AIM OF THE EXERCISE. If a line in the entries below includes "AgentBehavior", show that line.

LISTED RECORDS.
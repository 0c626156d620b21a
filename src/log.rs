//! Structured logging for conductor.
//!
//! Log levels:
//! - ERROR: Failures surfaced to callers (exhausted retries, failed workflows)
//! - WARN: No-op branches and recoverable conditions (duplicate registration, agent failure)
//! - INFO: Lifecycle notifications (start/stop, registration, task completion)
//! - DEBUG: Scheduling decisions and state transitions
//! - TRACE: Per-tick health sampling
//!
//! `RUST_LOG` is honoured. Debug mode can also be forced with `CONDUCTOR_DEBUG=1`.

use tracing_subscriber::{layer::SubscriberExt, util::SubscriberInitExt, EnvFilter};

/// Environment variable that forces debug logging.
pub const DEBUG_ENV: &str = "CONDUCTOR_DEBUG";

/// Initialize logging with the default filter.
pub fn init() {
    init_with_debug(false);
}

/// Initialize logging with explicit debug mode setting.
///
/// Safe to call more than once; only the first call installs a subscriber.
pub fn init_with_debug(debug: bool) {
    let filter = build_filter(debug || env_debug());

    let _ = tracing_subscriber::registry()
        .with(filter)
        .with(tracing_subscriber::fmt::layer().with_target(false))
        .try_init();
}

fn env_debug() -> bool {
    std::env::var(DEBUG_ENV)
        .map(|v| is_truthy(&v))
        .unwrap_or(false)
}

fn is_truthy(value: &str) -> bool {
    value == "1" || value.eq_ignore_ascii_case("true")
}

fn build_filter(debug: bool) -> EnvFilter {
    if debug {
        EnvFilter::new("conductor=debug,info")
    } else {
        EnvFilter::try_from_default_env().unwrap_or_else(|_| EnvFilter::new("conductor=info,warn"))
    }
}
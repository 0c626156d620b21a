//! Test fixtures for integration tests.
//!
//! Provides:
//! - Agent behaviours (echo, always-fail, flaky, slow)
//! - Agent and coordinator builders with short timers

use std::sync::atomic::{AtomicUsize, Ordering};
use std::sync::Arc;
use std::time::Duration;

use async_trait::async_trait;
use serde_json::{json, Value};

use conductor::agent::{Agent, AgentBehavior, AgentConfig, FixedProbe};
use conductor::{Config, Coordinator, Error, Priority, Result};

/// Returns its input.
pub struct Echo;

#[async_trait]
impl AgentBehavior for Echo {
    async fn execute(&self, params: &Value) -> Result<Value> {
        Ok(params.clone())
    }
}

/// Always fails, counting attempts.
#[derive(Default)]
pub struct AlwaysFail {
    pub calls: AtomicUsize,
}

#[async_trait]
impl AgentBehavior for AlwaysFail {
    async fn execute(&self, _params: &Value) -> Result<Value> {
        let n = self.calls.fetch_add(1, Ordering::SeqCst) + 1;
        Err(Error::execution(format!("attempt {} failed", n)))
    }
}

/// Fails the first `failures` calls, then succeeds.
pub struct Flaky {
    pub failures: usize,
    pub calls: AtomicUsize,
}

impl Flaky {
    pub fn new(failures: usize) -> Self {
        Self {
            failures,
            calls: AtomicUsize::new(0),
        }
    }
}

#[async_trait]
impl AgentBehavior for Flaky {
    async fn execute(&self, _params: &Value) -> Result<Value> {
        let n = self.calls.fetch_add(1, Ordering::SeqCst);
        if n < self.failures {
            Err(Error::execution("transient"))
        } else {
            Ok(json!({ "attempt": n + 1 }))
        }
    }
}

/// Sleeps before echoing; tracks how many calls overlap.
pub struct Slow {
    pub delay: Duration,
    pub in_flight: AtomicUsize,
    pub peak: AtomicUsize,
}

impl Slow {
    pub fn new(delay: Duration) -> Self {
        Self {
            delay,
            in_flight: AtomicUsize::new(0),
            peak: AtomicUsize::new(0),
        }
    }
}

#[async_trait]
impl AgentBehavior for Slow {
    async fn execute(&self, params: &Value) -> Result<Value> {
        let now = self.in_flight.fetch_add(1, Ordering::SeqCst) + 1;
        self.peak.fetch_max(now, Ordering::SeqCst);
        tokio::time::sleep(self.delay).await;
        self.in_flight.fetch_sub(1, Ordering::SeqCst);
        Ok(params.clone())
    }
}

/// Agent config with no cooldown or restart delay.
pub fn quick_config() -> AgentConfig {
    AgentConfig {
        recovery_cooldown_ms: 0,
        restart_delay_ms: 0,
        ..Default::default()
    }
}

/// Build an agent with fixed resource figures.
pub fn agent(
    id: &str,
    priority: Priority,
    memory: f64,
    capabilities: &[&str],
    behavior: Arc<dyn AgentBehavior>,
) -> Arc<Agent> {
    Arc::new(
        Agent::new(id, id, "check", priority, behavior)
            .with_capabilities(capabilities.iter().copied())
            .with_config(quick_config())
            .with_probe(Arc::new(FixedProbe::new(memory, 10.0))),
    )
}

pub fn echo_agent(id: &str, priority: Priority, memory: f64, capabilities: &[&str]) -> Arc<Agent> {
    agent(id, priority, memory, capabilities, Arc::new(Echo))
}

/// A started coordinator with a 10ms retry unit.
pub fn coordinator() -> Arc<Coordinator> {
    coordinator_with(Config {
        retry_base_delay_ms: 10,
        ..Default::default()
    })
}

pub fn coordinator_with(config: Config) -> Arc<Coordinator> {
    let coordinator = Arc::new(Coordinator::new(config).unwrap());
    coordinator.start();
    coordinator
}
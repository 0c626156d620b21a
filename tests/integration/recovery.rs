//! Agent self-recovery and coordinator auto-restart tests.

use std::sync::atomic::{AtomicBool, Ordering};
use std::sync::Arc;
use std::time::Duration;

use async_trait::async_trait;
use serde_json::Value;

use conductor::agent::{Agent, AgentBehavior, AgentConfig, AgentStatus};
use conductor::core::EventKind;
use conductor::orchestration::{SystemStatus, TOPIC_HEALTH_CHECK};
use conductor::{Config, Error, Priority, Result};

use crate::fixtures::{coordinator_with, echo_agent, quick_config, AlwaysFail};

/// Succeeds or fails depending on a switch.
#[derive(Default)]
struct Switch {
    failing: AtomicBool,
}

#[async_trait]
impl AgentBehavior for Switch {
    async fn execute(&self, _params: &Value) -> Result<Value> {
        if self.failing.load(Ordering::SeqCst) {
            Err(Error::execution("switched off"))
        } else {
            Ok(Value::Null)
        }
    }
}

/// Test: Self-recovery gate
/// Given an agent with max_retries=3 and auto_restart whose execute always fails
/// When it is run three times
/// Then the first two failures pass through recovering back to idle
/// And the third leaves it failed and unhealthy
#[tokio::test(start_paused = true)]
async fn test_agent_recovers_until_max_retries() {
    let config = AgentConfig {
        max_retries: 3,
        auto_restart: true,
        recovery_cooldown_ms: 5_000,
        ..Default::default()
    };
    let agent = Agent::new("flaky", "Flaky", "check", Priority::High, Arc::new(AlwaysFail::default()))
        .with_config(config);
    let mut events = agent.subscribe();

    for _ in 0..2 {
        let started = tokio::time::Instant::now();
        assert!(agent.run(&Value::Null).await.is_err());
        assert!(started.elapsed() >= Duration::from_secs(5));
        assert_eq!(agent.status(), AgentStatus::Idle);
    }
    assert!(agent.run(&Value::Null).await.is_err());
    assert_eq!(agent.status(), AgentStatus::Failed);

    let state = agent.state();
    assert_eq!(state.metrics.total_executions, 3);
    assert_eq!(state.metrics.failed_executions, 3);
    assert_eq!(state.health.error_count, 3);
    assert!(!state.health.is_healthy);

    let mut recoveries = 0;
    while let Ok(event) = events.try_recv() {
        if event.kind == EventKind::RecoveryAttempted {
            recoveries += 1;
        }
    }
    assert_eq!(recoveries, 2);
}

/// Test: Error-count threshold
/// Given an agent with a high success rate
/// When its error count reaches 5
/// Then it turns unhealthy even though the success rate stays above 80
#[tokio::test(start_paused = true)]
async fn test_error_count_threshold_flips_health() {
    let switch = Arc::new(Switch::default());
    let agent = Agent::new("a", "a", "check", Priority::Medium, switch.clone()).with_config(
        AgentConfig {
            max_retries: 100,
            ..quick_config()
        },
    );

    for _ in 0..30 {
        agent.run(&Value::Null).await.unwrap();
    }
    switch.failing.store(true, Ordering::SeqCst);
    for expected_errors in 1..=5u32 {
        let _ = agent.run(&Value::Null).await;
        let health = agent.state().health;
        assert_eq!(health.error_count, expected_errors);
        assert!(health.success_rate > 80.0);
        // Health is exactly the two-threshold rule after every run.
        assert_eq!(health.is_healthy, expected_errors < 5);
    }
}

/// Test: Coordinator auto-restart
/// Given a started coordinator and an unhealthy agent with auto_restart
/// When the supervision interval elapses
/// Then the agent is restarted and a health-check message is published
#[tokio::test(start_paused = true)]
async fn test_supervision_loop_restarts_unhealthy_agents() {
    let c = coordinator_with(Config {
        health_check_interval_ms: 1_000,
        ..Default::default()
    });
    let restarted = Arc::new(parking_lot::Mutex::new(Vec::new()));
    {
        let restarted = Arc::clone(&restarted);
        c.bus()
            .subscribe(TOPIC_HEALTH_CHECK, move |msg| {
                if let conductor::orchestration::BusMessage::HealthCheck { restarted: ids, .. } = msg {
                    restarted.lock().extend(ids.iter().cloned());
                }
            })
            .unwrap();
    }

    let broken = Arc::new(
        Agent::new("broken", "broken", "check", Priority::Low, Arc::new(AlwaysFail::default()))
            .with_config(AgentConfig {
                max_retries: 1,
                ..quick_config()
            }),
    );
    c.register_agent(Arc::clone(&broken), None).await.unwrap();
    c.register_agent(echo_agent("fine", Priority::Low, 1.0, &[]), None)
        .await
        .unwrap();

    let _ = broken.run(&Value::Null).await;
    assert_eq!(broken.status(), AgentStatus::Failed);

    let report = c.health_monitor().check().await;
    assert_eq!(report.status, SystemStatus::Degraded);
    assert_eq!(report.agents_needing_restart, vec!["broken".to_string()]);

    tokio::time::sleep(Duration::from_millis(1_100)).await;
    assert_eq!(broken.status(), AgentStatus::Idle);
    assert!(restarted.lock().contains(&"broken".to_string()));
    c.stop().await;
}

/// Test: No auto-restart
/// Given an unhealthy agent with auto_restart disabled
/// When a health check runs
/// Then it is left alone
#[tokio::test(start_paused = true)]
async fn test_agents_without_auto_restart_are_left_failed() {
    let c = coordinator_with(Config::default());
    let stubborn = Arc::new(
        Agent::new("stubborn", "stubborn", "check", Priority::Low, Arc::new(AlwaysFail::default()))
            .with_config(AgentConfig {
                auto_restart: false,
                ..quick_config()
            }),
    );
    c.register_agent(Arc::clone(&stubborn), None).await.unwrap();
    let _ = stubborn.run(&Value::Null).await;

    assert!(c.run_health_check().await.is_empty());
    assert_eq!(stubborn.status(), AgentStatus::Failed);
    c.stop().await;
}

/// Test: Stop forces agents idle
/// Given an agent left failed
/// When the coordinator stops
/// Then every agent is idle
#[tokio::test(start_paused = true)]
async fn test_stop_forces_agents_idle() {
    let c = coordinator_with(Config::default());
    let broken = Arc::new(
        Agent::new("broken", "broken", "check", Priority::Low, Arc::new(AlwaysFail::default()))
            .with_config(AgentConfig {
                auto_restart: false,
                ..quick_config()
            }),
    );
    c.register_agent(Arc::clone(&broken), None).await.unwrap();
    let _ = broken.run(&Value::Null).await;
    assert_eq!(broken.status(), AgentStatus::Failed);

    assert!(c.stop().await);
    assert!(c
        .get_agents_status()
        .await
        .iter()
        .all(|a| a.status == AgentStatus::Idle));
}
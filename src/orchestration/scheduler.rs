//! Admission control for task executions.
//!
//! The `TaskScheduler` is a counting semaphore around task admission: at
//! most `max_concurrent` executions hold a slot at once, and further
//! requests wait until a slot frees up. Waiters are not ordered by
//! priority; agent selection happens after admission.

use std::sync::atomic::{AtomicUsize, Ordering};
use std::sync::Arc;
use tokio::sync::{OwnedSemaphorePermit, Semaphore};
use tracing::trace;

use crate::config::DEFAULT_MAX_CONCURRENT_TASKS;
use crate::error::{Error, Result};

/// A held execution slot. Dropping it frees the slot.
#[derive(Debug)]
pub struct SchedulerPermit {
    _permit: OwnedSemaphorePermit,
    active: Arc<AtomicUsize>,
}

impl Drop for SchedulerPermit {
    fn drop(&mut self) {
        self.active.fetch_sub(1, Ordering::SeqCst);
    }
}

#[derive(Debug, Clone)]
pub struct TaskScheduler {
    semaphore: Arc<Semaphore>,
    max_concurrent: usize,
    active: Arc<AtomicUsize>,
    waiting: Arc<AtomicUsize>,
}

impl TaskScheduler {
    /// Create a scheduler with the given ceiling (at least 1).
    pub fn new(max_concurrent: usize) -> Self {
        let max_concurrent = max_concurrent.max(1);
        Self {
            semaphore: Arc::new(Semaphore::new(max_concurrent)),
            max_concurrent,
            active: Arc::new(AtomicUsize::new(0)),
            waiting: Arc::new(AtomicUsize::new(0)),
        }
    }

    /// Wait for a free slot.
    pub async fn acquire(&self) -> Result<SchedulerPermit> {
        self.waiting.fetch_add(1, Ordering::SeqCst);
        let permit = Arc::clone(&self.semaphore).acquire_owned().await;
        self.waiting.fetch_sub(1, Ordering::SeqCst);
        let permit = permit.map_err(|_| Error::SchedulerClosed)?;
        let active = self.active.fetch_add(1, Ordering::SeqCst) + 1;
        trace!("Scheduler: slot acquired ({}/{})", active, self.max_concurrent);
        Ok(SchedulerPermit {
            _permit: permit,
            active: Arc::clone(&self.active),
        })
    }

    /// Take a slot only if one is free right now.
    pub fn try_acquire(&self) -> Option<SchedulerPermit> {
        let permit = Arc::clone(&self.semaphore).try_acquire_owned().ok()?;
        self.active.fetch_add(1, Ordering::SeqCst);
        Some(SchedulerPermit {
            _permit: permit,
            active: Arc::clone(&self.active),
        })
    }

    /// Number of executions currently holding a slot.
    pub fn active_count(&self) -> usize {
        self.active.load(Ordering::SeqCst)
    }

    /// Number of callers blocked in `acquire`.
    pub fn waiting_count(&self) -> usize {
        self.waiting.load(Ordering::SeqCst)
    }

    pub fn available_slots(&self) -> usize {
        self.semaphore.available_permits()
    }

    pub fn has_capacity(&self) -> bool {
        self.available_slots() > 0
    }

    pub fn max_concurrent(&self) -> usize {
        self.max_concurrent
    }
}

impl Default for TaskScheduler {
    fn default() -> Self {
        Self::new(DEFAULT_MAX_CONCURRENT_TASKS)
    }
}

REPLY.
use conductor::agent::{Agent, AgentBehavior, AgentConfig, FixedProbe};
impl AgentBehavior for Echo {
impl AgentBehavior for AlwaysFail {
impl AgentBehavior for Flaky {
impl AgentBehavior for Slow {
    behavior: Arc<dyn AgentBehavior>,
use conductor::agent::{Agent, AgentBehavior, AgentConfig, AgentStatus};
impl AgentBehavior for Switch {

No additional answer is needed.